--- TO DO ---
Give back every record precisely.

(MATERIAL PROVIDED begins)

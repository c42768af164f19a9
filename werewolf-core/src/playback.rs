//! The speech-playback rendezvous.
//!
//! After a statement is broadcast, the moderator waits until the presentation
//! side reports that the speaker's audio finished. The gate holds a single slot
//! keyed by the expected speaker. Acknowledgments for anyone else are dropped,
//! and the wait is bounded so a silent front end never blocks the game.

use std::sync::{Mutex, MutexGuard, PoisonError};
use std::time::Duration;
use tokio::sync::Notify;
use tokio::time::{timeout_at, Instant};
use tracing::{debug, warn};

#[derive(Debug, Default)]
pub struct PlaybackGate {
    expected: Mutex<Option<String>>,
    notify: Notify,
}

impl PlaybackGate {
    pub fn new() -> Self {
        Self::default()
    }

    fn slot(&self) -> MutexGuard<'_, Option<String>> {
        self.expected.lock().unwrap_or_else(PoisonError::into_inner)
    }

    /// Start expecting an acknowledgment for `speaker`, replacing any previous one.
    pub(crate) fn arm(&self, speaker: &str) {
        *self.slot() = Some(speaker.to_string());
    }

    /// The speaker currently awaited, if any.
    pub fn expected(&self) -> Option<String> {
        self.slot().clone()
    }

    /// Report that `speaker`'s playback finished.
    ///
    /// Returns `false` and changes nothing when `speaker` is not the one awaited.
    pub fn ack(&self, speaker: &str) -> bool {
        let mut slot = self.slot();
        if slot.as_deref() != Some(speaker) {
            warn!(
                speaker,
                expected = slot.as_deref().unwrap_or("nobody"),
                "Ignoring playback acknowledgment"
            );
            return false;
        }
        *slot = None;
        drop(slot);
        self.notify.notify_one();
        true
    }

    /// Wait until the armed speaker is acknowledged or `timeout` elapses.
    ///
    /// Returns `true` on acknowledgment. On timeout the slot is cleared, a
    /// warning is logged and `false` is returned.
    pub(crate) async fn wait_for(&self, speaker: &str, timeout: Duration) -> bool {
        let deadline = Instant::now() + timeout;
        loop {
            if self.slot().as_deref() != Some(speaker) {
                debug!(speaker, "Playback acknowledged");
                return true;
            }
            if timeout_at(deadline, self.notify.notified()).await.is_err() {
                let mut slot = self.slot();
                if slot.as_deref() != Some(speaker) {
                    return true;
                }
                *slot = None;
                warn!(speaker, timeout_ms = timeout.as_millis() as u64, "Playback timed out");
                return false;
            }
        }
    }

    /// Drop any pending expectation.
    pub(crate) fn disarm(&self) {
        *self.slot() = None;
    }
}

(MATERIAL PROVIDED ends)

--- OUTPUT OF THE EXERCISE ---
repository c42768af164f19a9
filename werewolf-core/src/playback.rs
//! The speech-playback rendezvous.
//!
//! After a statement is broadcast, the moderator waits until the presentation
//! side reports that the speaker's audio finished. The gate holds a single slot
//! keyed by the expected speaker. Acknowledgments for anyone else are dropped,
//! and the wait is bounded so a silent front end never blocks the game.

use std::sync::{Mutex, MutexGuard, PoisonError};
use std::time::Duration;
use tokio::sync::Notify;
use tokio::time::{timeout_at, Instant};
use tracing::{debug, warn};

#[derive(Debug, Default)]
pub struct PlaybackGate {
    expected: Mutex<Option<String>>,
    notify: Notify,
}

impl PlaybackGate {
    pub fn new() -> Self {
        Self::default()
    }

    fn slot(&self) -> MutexGuard<'_, Option<String>> {
        self.expected.lock().unwrap_or_else(PoisonError::into_inner)
    }

    /// Start expecting an acknowledgment for `speaker`, replacing any previous one.
    pub(crate) fn arm(&self, speaker: &str) {
        *self.slot() = Some(speaker.to_string());
    }

    /// The speaker currently awaited, if any.
    pub fn expected(&self) -> Option<String> {
        self.slot().clone()
    }

    /// Report that `speaker`'s playback finished.
    ///
    /// Returns `false` and changes nothing when `speaker` is not the one awaited.
    pub fn ack(&self, speaker: &str) -> bool {
        let mut slot = self.slot();
        if slot.as_deref() != Some(speaker) {
            warn!(
                speaker,
                expected = slot.as_deref().unwrap_or("nobody"),
                "Ignoring playback acknowledgment"
            );
            return false;
        }
        *slot = None;
        drop(slot);
        self.notify.notify_one();
        true
    }

    /// Wait until the armed speaker is acknowledged or `timeout` elapses.
    ///
    /// Returns `true` on acknowledgment. On timeout the slot is cleared, a
    /// warning is logged and `false` is returned.
    pub(crate) async fn wait_for(&self, speaker: &str, timeout: Duration) -> bool {
        let deadline = Instant::now() + timeout;
        loop {
            if self.slot().as_deref() != Some(speaker) {
                debug!(speaker, "Playback acknowledged");
                return true;
            }
            if timeout_at(deadline, self.notify.notified()).await.is_err() {
                let mut slot = self.slot();
                if slot.as_deref() != Some(speaker) {
                    return true;
                }
                *slot = None;
                warn!(speaker, timeout_ms = timeout.as_millis() as u64, "Playback timed out");
                return false;
            }
        }
    }

    /// Drop any pending expectation.
    pub(crate) fn disarm(&self) {
        *self.slot() = None;
    }
}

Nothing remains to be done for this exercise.